Hacker News new | ask | show | jobs
by kaizendc 4223 days ago
Exactly, it's mostly busywork.
1 comments

I'd maybe agree regarding the UI/animation. But L has brought some significant improvements (ART, Project Volta, background batching API, et al). So it is a good release inspite of the UI/animation updates.

Google Maps and Windows Search are two products that have been over-worked to death. Both were better in older iterations (Windows Search pre-Vista, Google Maps before they went all minimalism-stupid).

Google Maps in particular stripped out tons of useful functionality for a long period (My Places seems to appear and disappear every second release, location search history is currently MIA, compass is gone, et al).
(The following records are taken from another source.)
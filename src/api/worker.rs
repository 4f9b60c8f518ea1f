use std::{
    sync::mpsc::{self, Receiver, Sender},
    thread,
};

use log::{debug, info};

use super::RaceDataSource;
use crate::{
    LaptraceError,
    state::{FetchRequest, FetchResponse},
};

/// Handle to the background thread that runs fetch requests one at a time.
///
/// The UI thread never blocks on it: requests go in through [`FetchWorker::submit`]
/// and finished responses are drained with [`FetchWorker::poll`]. Dropping the
/// handle closes the request channel, which ends the thread once its current
/// request returns.
pub struct FetchWorker {
    request_tx: Sender<FetchRequest>,
    response_rx: Receiver<FetchResponse>,
}

impl FetchWorker {
    pub fn spawn<S>(source: S) -> Self
    where
        S: RaceDataSource + Send + 'static,
    {
        let (request_tx, request_rx) = mpsc::channel::<FetchRequest>();
        let (response_tx, response_rx) = mpsc::channel::<FetchResponse>();
        thread::spawn(move || run_requests(source, request_rx, response_tx));
        Self {
            request_tx,
            response_rx,
        }
    }

    pub fn submit(&self, requests: Vec<FetchRequest>) -> Result<(), LaptraceError> {
        for request in requests {
            self.request_tx
                .send(request)
                .map_err(|_| LaptraceError::WorkerDisconnected)?;
        }
        Ok(())
    }

    /// Responses that finished since the last call
    pub fn poll(&self) -> Vec<FetchResponse> {
        self.response_rx.try_iter().collect()
    }
}

fn run_requests(
    source: impl RaceDataSource,
    request_rx: Receiver<FetchRequest>,
    response_tx: Sender<FetchResponse>,
) {
    info!("Fetch worker started");
    for request in request_rx {
        debug!("Fetching {:?}", request.kind);
        if response_tx.send(request.execute(&source)).is_err() {
            break;
        }
    }
    info!("Fetch worker stopped");
}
Windows Search just tried to make it "clever" but instead made it "unreliable." They wanted to add support for everyone file format one by one (and ignore everything else) but instead managed to only support native Microsoft formats well and nothing else at all. File Search in Windows (Vista-8.1) is horrendously poor. Give me Windows 95 search.
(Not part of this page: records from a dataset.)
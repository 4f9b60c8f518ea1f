use egui::{Color32, RichText, Ui};
use egui_plot::{Legend, Line, Plot, PlotPoints, Points};

use laptrace::{
    charts::{HIT_RADIUS, HOVER_RADIUS, nearest_lap},
    lap_times::format_lap_seconds,
    state::LapKey,
};

use super::DashboardApp;
use crate::ui::removable_tag;

const LAP_CHART_HEIGHT: f32 = 360.;

impl DashboardApp {
    pub(super) fn show_lap_chart(&mut self, ui: &mut Ui) {
        ui.label(RichText::new("Lap Times").color(Color32::WHITE).strong());
        if self.lap_series.is_empty() {
            ui.label(
                RichText::new("Select drivers to compare their lap times").color(Color32::GRAY),
            );
            return;
        }

        let selected = self.state.selected_laps();
        let hovered = self.hovered_lap.as_ref();
        let plot_response = Plot::new("lap_times")
            .height(LAP_CHART_HEIGHT)
            .legend(Legend::default())
            .x_axis_label("Lap Number")
            .y_axis_label("Lap Time")
            .y_axis_formatter(|mark, _range| format_lap_seconds(mark.value))
            .show(ui, |plot_ui| {
                for series in &self.lap_series {
                    plot_ui.line(
                        Line::new(series.label.clone(), PlotPoints::new(series.points()))
                            .color(Color32::from(series.color))
                            .width(2.),
                    );
                    // border layer first, fill on top
                    for (style, points) in series.marker_groups(selected) {
                        if points.is_empty() {
                            continue;
                        }
                        plot_ui.points(
                            Points::new(series.label.clone(), PlotPoints::new(points.clone()))
                                .radius(style.radius + style.border_width)
                                .color(Color32::from(style.border))
                                .filled(true),
                        );
                        plot_ui.points(
                            Points::new(series.label.clone(), PlotPoints::new(points))
                                .radius(style.radius)
                                .color(Color32::from(style.fill))
                                .filled(true),
                        );
                    }
                    if let Some(key) = hovered
                        && key.driver_number == series.driver_number
                        && let Some(lap) = series.lap(key.lap_number)
                    {
                        plot_ui.points(
                            Points::new(
                                series.label.clone(),
                                PlotPoints::new(vec![[lap.lap_number as f64, lap.seconds]]),
                            )
                            .radius(HOVER_RADIUS + 3.)
                            .color(Color32::from(series.color))
                            .filled(false),
                        );
                    }
                }
            });

        let transform = plot_response.transform;
        let scale = [
            transform.dpos_dvalue_x().abs(),
            transform.dpos_dvalue_y().abs(),
        ];
        self.hovered_lap = plot_response.response.hover_pos().and_then(|pos| {
            let value = transform.value_from_position(pos);
            nearest_lap(&self.lap_series, [value.x, value.y], scale, HIT_RADIUS as f64)
        });

        if plot_response.response.clicked()
            && let Some(pos) = plot_response.response.interact_pointer_pos()
        {
            let value = transform.value_from_position(pos);
            if let Some(key) =
                nearest_lap(&self.lap_series, [value.x, value.y], scale, HIT_RADIUS as f64)
            {
                let requests = self.state.toggle_lap(key);
                self.submit(requests);
            }
        }

        ui.horizontal(|ui| match self.hovered_lap_text() {
            Some(text) => ui.label(RichText::new(text).color(Color32::WHITE)),
            None => ui.label(
                RichText::new("Click a lap to compare its telemetry").color(Color32::GRAY),
            ),
        });
        self.show_selected_laps(ui);
    }

    fn hovered_lap_text(&self) -> Option<String> {
        let key = self.hovered_lap.as_ref()?;
        let series = self
            .lap_series
            .iter()
            .find(|s| s.driver_number == key.driver_number)?;
        let lap = series.lap(key.lap_number)?;
        Some(format!(
            "Lap {} · {}: {}",
            lap.lap_number, series.label, lap.label
        ))
    }

    fn show_selected_laps(&mut self, ui: &mut Ui) {
        let selected: Vec<LapKey> = self.state.selected_laps().iter().cloned().collect();
        if selected.is_empty() {
            return;
        }
        ui.horizontal_wrapped(|ui| {
            ui.label(RichText::new("Selected laps: ").color(Color32::WHITE));
            for key in selected {
                let Some(driver) = self.state.driver(&key.driver_number) else {
                    continue;
                };
                let text = format!("{} - Lap {}", driver.name, key.lap_number);
                if removable_tag(ui, &text, driver.color.into()) {
                    self.state.remove_lap(&key);
                    self.charts_dirty = true;
                }
            }
        });
    }
}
I would say Windows search pre-Vista was unusable in general due to the poor/non-existent indexing and poor support of non-ASCII formats or anything beyond basic file metadata. Microsoft's solution to the not being able to support every file-type under the sun was to allow plugins to provide new types, which work quite well IMO.

See: http://en.wikipedia.org/wiki/IFilter

I don't say this often but: Everything you just said is factually wrong.
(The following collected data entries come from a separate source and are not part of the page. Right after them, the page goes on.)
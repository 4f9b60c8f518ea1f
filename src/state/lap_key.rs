use std::{fmt, str::FromStr};

use serde::{Deserialize, Serialize};

use crate::LaptraceError;

/// Identifies one lap of one driver, written as `driver:lap` (e.g. `44:5`).
#[derive(Clone, Debug, PartialEq, Eq, Hash, PartialOrd, Ord, Serialize, Deserialize)]
pub struct LapKey {
    pub driver_number: String,
    pub lap_number: u32,
}

impl LapKey {
    pub fn new(driver_number: impl Into<String>, lap_number: u32) -> Self {
        Self {
            driver_number: driver_number.into(),
            lap_number,
        }
    }
}

impl fmt::Display for LapKey {
    fn fmt(&self, f: &mut fmt::Formatter<'_>) -> fmt::Result {
        write!(f, "{}:{}", self.driver_number, self.lap_number)
    }
}

impl FromStr for LapKey {
    type Err = LaptraceError;

    fn from_str(s: &str) -> Result<Self, Self::Err> {
        let invalid = || LaptraceError::InvalidLapKey {
            value: s.to_string(),
        };
        let (driver_number, lap_number) = s.split_once(':').ok_or_else(invalid)?;
        let driver_number = driver_number.trim();
        if driver_number.is_empty() {
            return Err(invalid());
        }
        let lap_number = lap_number.trim().parse::<u32>().map_err(|_| invalid())?;
        Ok(Self::new(driver_number, lap_number))
    }
}

/// Laps whose telemetry is displayed, in the order they were selected.
/// Selection order decides which color variant each lap gets.
#[derive(Clone, Debug, Default, PartialEq)]
pub struct SelectedLaps {
    keys: Vec<LapKey>,
}

impl SelectedLaps {
    pub fn contains(&self, key: &LapKey) -> bool {
        self.keys.contains(key)
    }

    /// Returns false if the key was already selected
    pub fn insert(&mut self, key: LapKey) -> bool {
        if self.contains(&key) {
            return false;
        }
        self.keys.push(key);
        true
    }

    /// Returns false if the key was not selected
    pub fn remove(&mut self, key: &LapKey) -> bool {
        let before = self.keys.len();
        self.keys.retain(|k| k != key);
        before != self.keys.len()
    }

    pub fn remove_driver(&mut self, driver_number: &str) -> Vec<LapKey> {
        let (removed, kept) = self
            .keys
            .drain(..)
            .partition(|k| k.driver_number == driver_number);
        self.keys = kept;
        removed
    }

    pub fn clear(&mut self) {
        self.keys.clear();
    }

    pub fn len(&self) -> usize {
        self.keys.len()
    }

    pub fn is_empty(&self) -> bool {
        self.keys.is_empty()
    }

    pub fn iter(&self) -> impl Iterator<Item = &LapKey> {
        self.keys.iter()
    }
}

#[cfg(test)]
mod tests {
    use super::*;

    #[test]
    fn test_lap_key_display_and_parse() {
        let key = LapKey::new("44", 5);
        assert_eq!(key.to_string(), "44:5");
        assert_eq!("44:5".parse::<LapKey>().unwrap(), key);
        assert_eq!(" 44 : 5 ".parse::<LapKey>().unwrap(), key);
        assert!("44".parse::<LapKey>().is_err());
        assert!(":5".parse::<LapKey>().is_err());
        assert!("44:five".parse::<LapKey>().is_err());
    }

    #[test]
    fn test_selected_laps_keep_insertion_order() {
        let mut laps = SelectedLaps::default();
        assert!(laps.insert(LapKey::new("44", 9)));
        assert!(laps.insert(LapKey::new("1", 3)));
        assert!(laps.insert(LapKey::new("44", 2)));
        assert!(!laps.insert(LapKey::new("1", 3)));

        let order: Vec<String> = laps.iter().map(|k| k.to_string()).collect();
        assert_eq!(order, vec!["44:9", "1:3", "44:2"]);

        let removed = laps.remove_driver("44");
        assert_eq!(removed.len(), 2);
        assert_eq!(laps.len(), 1);
        assert!(laps.remove(&LapKey::new("1", 3)));
        assert!(!laps.remove(&LapKey::new("1", 3)));
        assert!(laps.is_empty());
    }
}
//! Integration tests: full simulate → aggregate → report pipeline.

mod simulation;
- Windows had an indexer long before Vista (many many years)[0].

- Windows Search supports (and supported) UTF-8 and UTF-16 strings, as well as unicode if you had the correct language pack installed.

- Windows supported file content searches in Windows 95 (up through Vista).

- Microsoft could have allowed plugins to enrich search results WITHOUT gutting raw text searching (see Windows XP for a compromise, before they removed the work-around in Vista).